Chapter 2, Mishna 15(c)
Writing Our Obituary
By Rabbi Dovid Rosenfeld
"They (each of the five students of R. Yochanan listed earlier) said
three things. R. Eliezer said: May the honor of your fellow be as dear to
you as your own. Do not anger easily. Repent one day before you die. Warm
yourself before the fire of the Sages. But be wary with their coals that
you not get burnt, for their bite is the bite of a fox, their sting is the
sting of a scorpion, their hiss is the hiss of a serpent, and all their
words are like fiery coals."
Last week we discussed R. Eliezer's second statement -- that we repent
before our deaths. We made the obvious observation (as do most of the
commentators): Nobody knows exactly when his day of death will be.
Therefore, our mishna's advice must be taken to mean that we live our
entire lives with the realization that our days are numbered. Death is a
reality we may never ignore. And so we must live out our days with a sense
of our mortality -- and a drive to earn our immortality.
I believe there is an additional nuance contained in R. Eliezer's words.
He does not simply state that we live in a constant state of penitence. He
focuses more directly on death itself. We must repent because we know our
deaths are pending. Death is a fact of life(?), one we cannot ignore. And
we must live our lives with this in mind -- not in a macabre sense, but
with an understanding of the significance of our accomplishments while we
are here. Speak and act today as if you will not be here tomorrow -- and
that today's acts may very well be your final legacy.
Again, this does not have to be a morbid thought, but should put our lives
in the proper perspective. There is a chance, even if not very likely,
that this is the last memory others will have of us. And we need to jolt
ourselves now and then and imagine it. Wrest yourself from the daily daze
in which most of us live our lives. Imagine that this is it: You are
saying something to your friends, your spouse, or your parents. You are
then going to walk out to your car, drive off, and have a fatal, head-on
collision. What were the final words with which you will be remembered?
What was your final will and testament? Were you talking to your friends
about how your ball team is doing? Your wife's final memory is how you
griped about what's going on at the office? You're busy on the phone
bickering with your parents about stupidities, and *then* you drive off?
Wouldn't it be much nicer -- so much more what you really wanted to say --
to end off with "I love you, Mom. Thanks for everything."? One day your
words will be your last -- your final message to your loved ones -- and
the way you will best be remembered. Can't at least some of the time we
talk as if our words had such significance? Whether or not they will
actually will be our last, can't we at least now and then recognize that
everything we say and do contributes to the "we" we've created for
ourselves during our lifetimes, and that every act is a part of the
overall drama of our lives?
A while back I read the following story in one of R. Berel Wein's books.

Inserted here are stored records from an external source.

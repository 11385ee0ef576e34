//! Entities owned by the storage collaborator and read by the messaging core.

use serde::{Deserialize, Serialize};

use super::value_object::{ChamaId, ItemId, MessageContent, MessageId, UserId};

/// Registered Tujifund user.
#[derive(Debug, Clone, PartialEq, Eq, Serialize, Deserialize)]
pub struct User {
    pub id: UserId,
    pub username: String,
    pub full_name: String,
    pub profile_pic: Option<String>,
}

impl User {
    /// Denormalized summary attached to delivered messages.
    pub fn summary(&self) -> SenderSummary {
        SenderSummary {
            id: self.id,
            username: self.username.clone(),
            full_name: self.full_name.clone(),
            profile_pic: self.profile_pic.clone(),
        }
    }
}

/// Savings group; its id is also the live chat room id.
#[derive(Debug, Clone, PartialEq, Eq, Serialize, Deserialize)]
pub struct Chama {
    pub id: ChamaId,
    pub name: String,
}

/// Role a user holds inside a chama.
#[derive(Debug, Clone, Copy, Default, PartialEq, Eq, Serialize, Deserialize)]
#[serde(rename_all = "lowercase")]
pub enum MemberRole {
    Admin,
    Treasurer,
    Secretary,
    #[default]
    Member,
}

/// Membership row linking a user to a chama.
#[derive(Debug, Clone, PartialEq, Eq, Serialize, Deserialize)]
pub struct ChamaMember {
    pub chama_id: ChamaId,
    pub user_id: UserId,
    #[serde(default)]
    pub role: MemberRole,
}

/// Addressee of a chat message: exactly one receiver user or one chama.
#[derive(Debug, Clone, Copy, PartialEq, Eq)]
pub enum Recipient {
    User(UserId),
    Chama(ChamaId),
}

/// Message about to be persisted.
#[derive(Debug, Clone, PartialEq, Eq)]
pub struct NewMessage {
    pub sender_id: UserId,
    pub recipient: Recipient,
    pub content: MessageContent,
    pub item_id: Option<ItemId>,
}

/// Persisted chat message.
#[derive(Debug, Clone, PartialEq, Eq)]
pub struct ChatMessage {
    pub id: MessageId,
    pub sender_id: UserId,
    pub recipient: Recipient,
    pub content: MessageContent,
    pub item_id: Option<ItemId>,
    pub is_read: bool,
    /// Unix timestamp (milliseconds)
    pub sent_at: i64,
}

impl ChatMessage {
    pub fn receiver_id(&self) -> Option<UserId> {
        match self.recipient {
            Recipient::User(id) => Some(id),
            Recipient::Chama(_) => None,
        }
    }

    pub fn chama_id(&self) -> Option<ChamaId> {
        match self.recipient {
            Recipient::Chama(id) => Some(id),
            Recipient::User(_) => None,
        }
    }
}

/// Public profile fields of a message sender.
#[derive(Debug, Clone, PartialEq, Eq, Serialize, Deserialize)]
pub struct SenderSummary {
    pub id: UserId,
    pub username: String,
    pub full_name: String,
    pub profile_pic: Option<String>,
}

/// Persisted message together with its sender summary, as delivered live.
#[derive(Debug, Clone, PartialEq, Eq)]
pub struct MessageView {
    pub message: ChatMessage,
    pub sender: SenderSummary,
}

(I think it was Buy Green Bananas, a relatively recent collection
of his gems.) (Pardon me if a few details are off.) There was a well-known
attorney who had a meeting with a local news reporter. At the end of the
meeting, the reporter asked him: "By the way, would you like to read your
obituary?"
"Huh?!"
It turns out that news agencies carry biographical sketches of important
local residents, for -- in case they die suddenly one night -- the paper
will be ready the next morning with their complete life story. (So
that's how they do it... ;-) So, I'm sure with a little uneasiness,
the attorney read his life story -- and the announcement of his death. And
lo and behold: he didn't like it. He was known professionally as a
ruthless and hardnosed dealer. This was how he went about his career --
and this is how he would have been remembered.
Anyway, this turned out to be a real shock for this fellow. This is the
reputation he had created for himself, and viewing it momentarily from the
outside (as in, from above...), he didn't like it. And so, continues the
story, he cleaned up his act -- and actually became a gentler and more
benign individual -- both professionally and personally. For he was
fortunate: He was able to read his "obituary" while still alive -- and he
was able to do something about it.
And this is an attitude we would certainly stand to gain from. Our
obituaries are being written and rewritten for us every day -- not only
after we die. And we control the script. As R. Eliezer tells us, the more
we see death as a reality, the more we recognize that our few words and
accomplishments here are all we will truly have after it is all over. And
the better we see the true significance of our actions, the more likely we
will repent one day before we die.
I guess we'll call it with this. We still have R. Eliezer's final point
before us -- to be wary of the "fiery coals" of the Sages -- which really
requires our attention. But I guess enough preaching for one week!